The 327,000 sqft ambulatory care center, which occupied 14 floors of the building, opened to patients in May 2012. The first program to occupy the new space was the Multiple Sclerosis Comprehensive Care Center, which was followed the next month by administrative offices, research facilities, and non-musculoskeletal outpatient services for the Rusk Institute of Rehabilitation Medicine. New York-based artist Daru (Jung Hyang Kim) was commissioned to create two works of public art for the new facility: Floating Bubbles and Whimsical Rays, a 12 x 20 ft laminated glass piece fabricated by Glasmalerei Peters Studio and that is backlit with LED lights and installed in the lobby on the north side of the building and Sun Feast, a 12 x 24 ft mosaic fabricated by Miotto Mosaic Art Studios consisting of over 54,000 pieces that is installed in the plaza on the south side of the building. Both of her commissions were unveiled in 2013. The ambulatory care center was completed in 2014.

==Architecture==
According to architect Robert Allan Jacobs of Kahn & Jacobs, their client "wanted something better than the usual institutional building" and if they had "conformed with the original zoning regulations they would have produced a 'ghastly looking' building". The firm's desire to create a "distinctive design" with an angular facade shaped like the prow of a ship is what prompted them to propose changes to the city's zoning regulations. The side walls of the building are clad in limestone and the angular portion of the facade has alternating columns of 3 ft black granite strips and windows tinted in bronze with black aluminum framing. The north and south sides of the building each contained a landscaped plaza having a depth of 50 ft and a width of 150 ft.
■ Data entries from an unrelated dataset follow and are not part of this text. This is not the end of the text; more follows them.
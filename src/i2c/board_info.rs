// Licensed under the Apache-2.0 license

//! Devices declared ahead of their bus.
//!
//! Board setup code records which devices live on which bus number before
//! any controller driver runs. Declaring a bus number also keeps it out of
//! dynamic allocation.

use parking_lot::RwLock;

use crate::i2c::client::I2cBoardInfo;

/// One pre-declared device.
#[derive(Debug, Clone)]
pub struct BoardInfoEntry {
    pub busnum: u32,
    pub info: I2cBoardInfo,
}

#[derive(Debug, Default)]
struct BoardInfoState {
    entries: Vec<BoardInfoEntry>,
    first_dynamic_bus_num: u32,
}

/// Append-only list of declarations plus the dynamic-numbering watermark.
#[derive(Debug, Default)]
pub struct BoardInfoRegistry {
    state: RwLock<BoardInfoState>,
}

impl BoardInfoRegistry {
    #[must_use]
    pub fn new() -> Self {
        Self::default()
    }

    /// Declare `infos` for bus `busnum`.
    ///
    /// Bus numbers up to `busnum` stop being handed out dynamically.
    pub fn register(&self, busnum: u32, infos: &[I2cBoardInfo]) {
        let mut state = self.state.write();
        if busnum >= state.first_dynamic_bus_num {
            state.first_dynamic_bus_num = busnum.saturating_add(1);
        }
        state.entries.extend(infos.iter().map(|info| BoardInfoEntry {
            busnum,
            info: info.clone(),
        }));
    }

    /// Lowest bus number available for dynamic allocation.
    #[must_use]
    pub fn first_dynamic_bus_num(&self) -> u32 {
        self.state.read().first_dynamic_bus_num
    }

    /// Move the watermark past a statically claimed number.
    pub(crate) fn reserve(&self, nr: u32) {
        let mut state = self.state.write();
        if nr >= state.first_dynamic_bus_num {
            state.first_dynamic_bus_num = nr.saturating_add(1);
        }
    }

    /// Declarations targeting `busnum`, in declaration order.
    #[must_use]
    pub fn entries_for(&self, busnum: u32) -> Vec<I2cBoardInfo> {
        self.state
            .read()
            .entries
            .iter()
            .filter(|entry| entry.busnum == busnum)
            .map(|entry| entry.info.clone())
            .collect()
    }

    #[must_use]
    pub fn len(&self) -> usize {
        self.state.read().entries.len()
    }

    #[must_use]
    pub fn is_empty(&self) -> bool {
        self.len() == 0
    }
}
In a 1975 article about the city's telephone company buildings, The New York Times architecture critic Paul Goldberger described Kahn & Jacob's design on East 37th Street as "a decent equipment building" and set it above "a number of buildings that can only be described as dreadful" including 375 Pearl Street, 811 Tenth Avenue and 1095 Avenue of the Americas. Robert A. M. Stern and the co-authors of his 1995 book New York 1960 described the building's design as "otherwise banal, and it offered no real direction for a renewal of architectural aesthetics or an improved urbanism."